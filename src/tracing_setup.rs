use tracing_subscriber::{EnvFilter, Registry, layer::SubscriberExt, util::SubscriberInitExt};

/// Structured JSON logging with an env-filter. Every per-request event
/// carries the request id, so a decision chain can be reconstructed from
/// logs alone.
pub fn init_tracing() -> Result<(), Box<dyn std::error::Error + Send + Sync>> {
    Registry::default()
        .with(EnvFilter::try_from_default_env().unwrap_or_else(|_| EnvFilter::new("info")))
        .with(
            tracing_subscriber::fmt::layer()
                .json()
                .with_current_span(false)
                .with_span_list(true),
        )
        .init();

    tracing::info!("structured logging initialized");
    Ok(())
}
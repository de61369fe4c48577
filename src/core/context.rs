use std::net::SocketAddr;

use http::Request;
use http::header;
use rand::Rng;

use crate::core::selector::ForceMode;

/// Host override used by CDN-fallback deployments where the edge rewrites
/// the visible `Host` header.
pub const HEADER_ROUTE_HOST: &str = "x-mesh-route-host";
/// Forces route selection to a single source tag.
pub const HEADER_FORCE: &str = "x-mesh-force";
/// Presence enables the `X-Mesh-Route` response header.
pub const HEADER_TRACE: &str = "x-mesh-trace";
/// Response header carrying the chain of attempted route sources.
pub const HEADER_ROUTE: &str = "x-mesh-route";
pub const HEADER_REQUEST_ID: &str = "x-request-id";
pub const HEADER_REAL_IP: &str = "x-real-ip";
pub const HEADER_FORWARDED_FOR: &str = "x-forwarded-for";
pub const HEADER_FORWARDED_PROTO: &str = "x-forwarded-proto";
pub const HEADER_FORWARDED_HOST: &str = "x-forwarded-host";

/// Scheme the client used to reach the gateway, stamped per listener.
#[derive(Debug, Clone, Copy)]
pub struct ClientScheme(pub &'static str);

/// Per-request facts threaded through the resolution and proxy stages.
#[derive(Debug, Clone)]
pub struct RequestContext {
    /// 24-bit hex request id, also forwarded as `X-Request-ID`.
    pub req_id: String,
    /// Host the client actually sent.
    pub original_host: String,
    /// Host used for tenant extraction and forwarded as `Host`; differs
    /// from the original only when `X-Mesh-Route-Host` is present.
    pub proxy_host: String,
    pub client_addr: Option<SocketAddr>,
    pub client_scheme: &'static str,
    pub force: ForceMode,
    pub trace: bool,
}

impl RequestContext {
    /// Builds the context from request headers. Returns `None` when no
    /// usable host can be determined at all.
    pub fn from_request<B>(
        req: &Request<B>,
        client_addr: Option<SocketAddr>,
        client_scheme: &'static str,
    ) -> Option<Self> {
        let original_host = header_str(req, header::HOST.as_str())
            .map(str::to_string)
            .or_else(|| req.uri().host().map(str::to_string))?;
        let proxy_host = header_str(req, HEADER_ROUTE_HOST)
            .map(str::to_string)
            .unwrap_or_else(|| original_host.clone());

        Some(RequestContext {
            req_id: new_request_id(),
            original_host,
            proxy_host,
            client_addr,
            client_scheme,
            force: ForceMode::from_header(header_str(req, HEADER_FORCE)),
            trace: req.headers().contains_key(HEADER_TRACE),
        })
    }
}

fn header_str<'a, B>(req: &'a Request<B>, name: &str) -> Option<&'a str> {
    req.headers().get(name).and_then(|value| value.to_str().ok())
}

pub fn new_request_id() -> String {
    format!("{:06x}", rand::rng().random_range(0u32..0x0100_0000))
}

#[cfg(test)]
mod tests {
    use super::*;

    fn request(headers: &[(&str, &str)]) -> Request<()> {
        let mut builder = Request::builder().uri("/");
        for (name, value) in headers {
            builder = builder.header(*name, *value);
        }
        builder.body(()).unwrap()
    }

    #[test]
    fn test_request_id_is_24_bit_hex() {
        for _ in 0..32 {
            let id = new_request_id();
            assert_eq!(id.len(), 6);
            assert!(u32::from_str_radix(&id, 16).is_ok());
        }
    }

    #[test]
    fn test_host_header_is_default_source() {
        let req = request(&[("host", "alice.example.com")]);
        let ctx = RequestContext::from_request(&req, None, "https").unwrap();
        assert_eq!(ctx.original_host, "alice.example.com");
        assert_eq!(ctx.proxy_host, "alice.example.com");
        assert!(!ctx.trace);
        assert_eq!(ctx.force, ForceMode::None);
    }

    #[test]
    fn test_route_host_overrides_proxy_host_only() {
        let req = request(&[
            ("host", "edge.cdn.net"),
            ("x-mesh-route-host", "alice.example.com"),
        ]);
        let ctx = RequestContext::from_request(&req, None, "https").unwrap();
        assert_eq!(ctx.original_host, "edge.cdn.net");
        assert_eq!(ctx.proxy_host, "alice.example.com");
    }

    #[test]
    fn test_trace_and_force_flags() {
        let req = request(&[
            ("host", "alice.example.com"),
            ("x-mesh-trace", "1"),
            ("x-mesh-force", "tunnel"),
        ]);
        let ctx = RequestContext::from_request(&req, None, "http").unwrap();
        assert!(ctx.trace);
        assert_eq!(ctx.force, ForceMode::Tunnel);
    }

    #[test]
    fn test_missing_host_yields_none() {
        let req = request(&[]);
        assert!(RequestContext::from_request(&req, None, "http").is_none());
    }
}
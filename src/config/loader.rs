use std::env;
use std::fmt::Display;
use std::path::Path;
use std::str::FromStr;

use anyhow::{Context, Result, anyhow};
use tokio::fs;

use crate::config::models::GatewayConfig;

/// Load configuration: defaults, then the optional YAML file, then
/// environment variables on top.
pub async fn load_config(path: Option<&Path>) -> Result<GatewayConfig> {
    let mut config = match path {
        Some(path) => {
            let content = fs::read_to_string(path)
                .await
                .with_context(|| format!("failed to read config file: {}", path.display()))?;
            serde_yaml::from_str(&content)
                .with_context(|| format!("failed to parse config file: {}", path.display()))?
        }
        None => GatewayConfig::default(),
    };
    apply_env_overrides(&mut config)?;
    Ok(config)
}

fn apply_env_overrides(config: &mut GatewayConfig) -> Result<()> {
    if let Some(domain) = env_string("SERVER_DOMAIN") {
        config.server_domain = domain;
    }
    if let Some(url) = env_parse("BACKEND_URL")? {
        config.backend_url = url;
    }
    // An explicitly empty DEFAULT_BACKEND disables the fallback.
    if let Ok(raw) = env::var("DEFAULT_BACKEND") {
        let raw = raw.trim();
        config.default_backend = if raw.is_empty() {
            None
        } else {
            Some(raw.parse().map_err(|err| anyhow!("invalid DEFAULT_BACKEND: {err}"))?)
        };
    }

    set_if_present(&mut config.cache_ttl_secs, "CACHE_TTL")?;
    set_if_present(&mut config.cache_max_entries, "CACHE_MAX_ENTRIES")?;
    set_if_present(&mut config.passive_unhealthy_ttl_secs, "PASSIVE_UNHEALTHY_TTL")?;
    set_if_present(&mut config.failure_threshold, "FAILURE_THRESHOLD")?;
    set_if_present(&mut config.failover_max_retries, "FAILOVER_MAX_RETRIES")?;
    set_if_present(&mut config.backend_max_retries, "BACKEND_MAX_RETRIES")?;
    set_if_present(&mut config.backend_retry_delay_ms, "BACKEND_RETRY_DELAY_MS")?;
    set_if_present(&mut config.backend_timeout_secs, "BACKEND_TIMEOUT_SECS")?;
    set_if_present(
        &mut config.proxy_connect_timeout_secs,
        "PROXY_CONNECT_TIMEOUT_SECS",
    )?;
    set_if_present(&mut config.max_body_bytes, "MAX_BODY_BYTES")?;
    set_if_present(&mut config.http_addr, "HTTP_ADDR")?;
    set_if_present(&mut config.https_addr, "HTTPS_ADDR")?;

    if let Some(path) = env_string("CA_BUNDLE_PATH") {
        config.ca_bundle_path = path.into();
    }
    if let Some(path) = env_string("TLS_CERT_PATH") {
        config.tls_cert_path = Some(path.into());
    }
    if let Some(path) = env_string("TLS_KEY_PATH") {
        config.tls_key_path = Some(path.into());
    }
    Ok(())
}

fn env_string(name: &str) -> Option<String> {
    match env::var(name) {
        Ok(value) if !value.trim().is_empty() => Some(value.trim().to_string()),
        _ => None,
    }
}

fn env_parse<T>(name: &str) -> Result<Option<T>>
where
    T: FromStr,
    T::Err: Display,
{
    match env_string(name) {
        Some(raw) => raw
            .parse()
            .map(Some)
            .map_err(|err| anyhow!("invalid {name}: {err}")),
        None => Ok(None),
    }
}

fn set_if_present<T>(target: &mut T, name: &str) -> Result<()>
where
    T: FromStr,
    T::Err: Display,
{
    if let Some(value) = env_parse(name)? {
        *target = value;
    }
    Ok(())
}

#[cfg(test)]
mod tests {
    use std::io::Write;
    use std::sync::Mutex;

    use super::*;

    // The environment is process-global; every test that touches
    // load_config serializes on this lock.
    static ENV_LOCK: Mutex<()> = Mutex::new(());

    #[tokio::test]
    async fn test_yaml_file_loads() {
        let _guard = ENV_LOCK.lock().unwrap();
        let mut file = tempfile::NamedTempFile::new().unwrap();
        writeln!(file, "server_domain: example.com").unwrap();
        writeln!(file, "cache_ttl_secs: 15").unwrap();
        file.flush().unwrap();

        let config = load_config(Some(file.path())).await.unwrap();
        assert_eq!(config.server_domain, "example.com");
        assert_eq!(config.cache_ttl_secs, 15);
    }

    #[tokio::test]
    async fn test_missing_file_errors() {
        let result = load_config(Some(Path::new("/nonexistent/mesh-gateway.yaml"))).await;
        assert!(result.is_err());
    }

    #[tokio::test]
    async fn test_env_overrides_file() {
        let _guard = ENV_LOCK.lock().unwrap();
        unsafe {
            env::set_var("SERVER_DOMAIN", "env.example.net");
            env::set_var("CACHE_TTL", "120");
            env::set_var("FAILOVER_MAX_RETRIES", "5");
        }
        let config = load_config(None).await;
        unsafe {
            env::remove_var("SERVER_DOMAIN");
            env::remove_var("CACHE_TTL");
            env::remove_var("FAILOVER_MAX_RETRIES");
        }

        let config = config.unwrap();
        assert_eq!(config.server_domain, "env.example.net");
        assert_eq!(config.cache_ttl_secs, 120);
        assert_eq!(config.failover_max_retries, 5);
    }
}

____

What you need to do:
What is needed is an exact copy of the entries above, from the first line through the line holding "single source tag.", with both of those lines kept; please give nothing else.

Answer to this task:
filename src/tracing_setup.rs
use tracing_subscriber::{EnvFilter, Registry, layer::SubscriberExt, util::SubscriberInitExt};

/// Structured JSON logging with an env-filter. Every per-request event
/// carries the request id, so a decision chain can be reconstructed from
/// logs alone.
pub fn init_tracing() -> Result<(), Box<dyn std::error::Error + Send + Sync>> {
    Registry::default()
        .with(EnvFilter::try_from_default_env().unwrap_or_else(|_| EnvFilter::new("info")))
        .with(
            tracing_subscriber::fmt::layer()
                .json()
                .with_current_span(false)
                .with_span_list(true),
        )
        .init();

    tracing::info!("structured logging initialized");
    Ok(())
}
repository de61369fe4c48577
filename src/core/context.rs
use std::net::SocketAddr;

use http::Request;
use http::header;
use rand::Rng;

use crate::core::selector::ForceMode;

/// Host override used by CDN-fallback deployments where the edge rewrites
/// the visible `Host` header.
pub const HEADER_ROUTE_HOST: &str = "x-mesh-route-host";
/// Forces route selection to a single source tag.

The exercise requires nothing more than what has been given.